The following is a summary of a report in "New Scientist" (Coghlan, 26 September 1998), describing plants' sensory capacities:
Research on a humble weed known as thale cress (Arabidopsis thaliana, a plant with a relatively simple genome) reveals that plants can "see". They have proteins attached to light-sensitive compounds. Proteins called phytochromes enable plants to work out the quality of light and compete with neighbouring plants. Other proteins called crytochromes enable plants to work out whether it is night or day, the length of the day, the quantity of light, and the direction it is coming from.A particular gene in Arabidopsis allows its roots to "taste" the soil and find out where vital nutrients are most abundant, thereby saving energy, as the roots grow towards the source of the nutrients, rather than randomly. Additionally, an enzyme called apyrase, found on root surfaces, allows various plants to "taste" ATP, a useful source of short-term energy. The leaves of corn, beet and cotton plants can also "taste" the saliva of caterpillars and respond by secreting volatile compounds which attract parasitic wasps, which kill the caterpillars.
Tomato plants exude a substance called methyl jasmonate when wounded. When neighbouring plants "smell" this signal, they prepare for battle by producing chemicals that repel insects or attract predators. Recent research also suggests that plants can smell smoke, and that this triggers forest generation after a fire, as buried seeds germinate.

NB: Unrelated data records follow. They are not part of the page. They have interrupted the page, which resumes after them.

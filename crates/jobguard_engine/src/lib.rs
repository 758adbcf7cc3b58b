//! jobguard engine: page heuristics and IO (snapshot decode and fetch,
//! classification, extraction, the analysis relay).
mod card;
mod classify;
mod decode;
mod extract;
mod fetch;
mod message;
mod relay;
pub mod sites;
mod text;
mod types;
mod wire;
mod worker;

pub use card::{extract_from_card, find_cards, heuristic_fields, CardCandidate, CardFeed, CARD_SOURCE};
pub use classify::{classify_page, PageClassification};
pub use decode::{decode_snapshot, DecodedSnapshot};
pub use extract::{Extractor, SiteAwareExtractor};
pub use fetch::{FetchSettings, Fetcher, SnapshotFetcher, BROWSER_USER_AGENT};
pub use message::{json_to_outcome, outcome_to_json, MessageRelay, RelayMessage, RelayedAnalyzer};
pub use relay::{Analyzer, ApiFlavor, HttpAnalyzer, RelaySettings, DEFAULT_SERVER_URL};
pub use sites::source_label;
pub use text::{block_text, inline_text};
pub use types::{FetchError, FetchFailure, FetchMetadata, FetchOutput, RelayEvent};
pub use wire::{decode_reply, outcome_from_value, parse_verdict_text, MALFORMED_MESSAGE};
pub use worker::RelayHandle;

/// Re-exported so hosts can parse snapshots without naming `scraper` themselves.
pub use scraper::Html;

The responsiveness of certain plants (the Venus fly trap, or Mimosa) to touch is well-known, but these abilities are simply amplifications of what all plants can do, according to researchers. In particular, plants respond to the buffeting of the wind by strengthening tissues that are being swayed. Within a tenth of a second after being pushed around, calcium ions flood into the plants' cellular fluid, and activate genes that strengthen their cell walls.
Some plants even respond to sound. Prolonged exposure to 2 kilohertz frequencies (about the same as a human voice), at 70 to 80 decibels (a bit louder than speaking) can double the growth rate of dwarf pea plants and quadruple the germination rate of radishes. (However, talking to plants will not work: "You'd have to sit there and talk to them for days", says one researcher.) It is believed that sound induces the biosynthesis of gibberellic acid, which increases growth and germination. Inhibiting the synthesis of this hormone blocks the enhancing effects of sound.
What the above research shows is that plants have a wide range of discriminatory abilities that allow them to fine-tune their responses to their environment. Should these abilities be called senses? Earlier, we examined Aristotle's argument that a sensory capacity should not be defined merely as a capacity to respond to environmental changes. Aristotle's defining criteria (reception of form without matter and the existence of a mean) were interpreted to mean that an organism with sensory capacities had to be able to encode information (form without matter) about environmental changes, within an organ which could exist in different information "states" (allowing it to serve as a "mean" between them).
It will be recalled that for Aristotle, the existence of sensory perception (aisthesis) was both a necessary and a sufficient criterion for being an animal, while locomotion was a sufficient but not a necessary criterion. Although Aristotle denied perception to plants (De Anima 2.3, 414a31; 3.13, 435b1), it is by no means clear from his own writings why the discriminatory abilities of some plants (e.g. thale cress, discussed above, which uses proteins to identify the quality of light, as well as whether it is night or day, the length of the day, the quantity of light, and the direction it is coming from) are fundamentally different from the sensory capacities of animals, and it has been argued that according to Aristotle's own criteria, bacteria also possess "senses" which enable them to detect food and noxious stimuli.
Does the possession of "senses" by plants carry implications of mental states? It has already been argued that the possession by an organism of sensors which encode information about its surroundings is an insufficient warrant for saying that the organism is capable of cognitive mental states (Conclusion S.5). The ability of plants to discriminate between beneficial and harmful stimuli can be described using a mind-neutral intentional stance, which explains their behaviour in terms of their information relating to built-in goals. We do not have to resort to an agent-centred or subject-centred intentional stance here. For this reason, we should refrain from ascribing mental states to plants unless we have other, independent grounds for doing so (Conclusion S.2).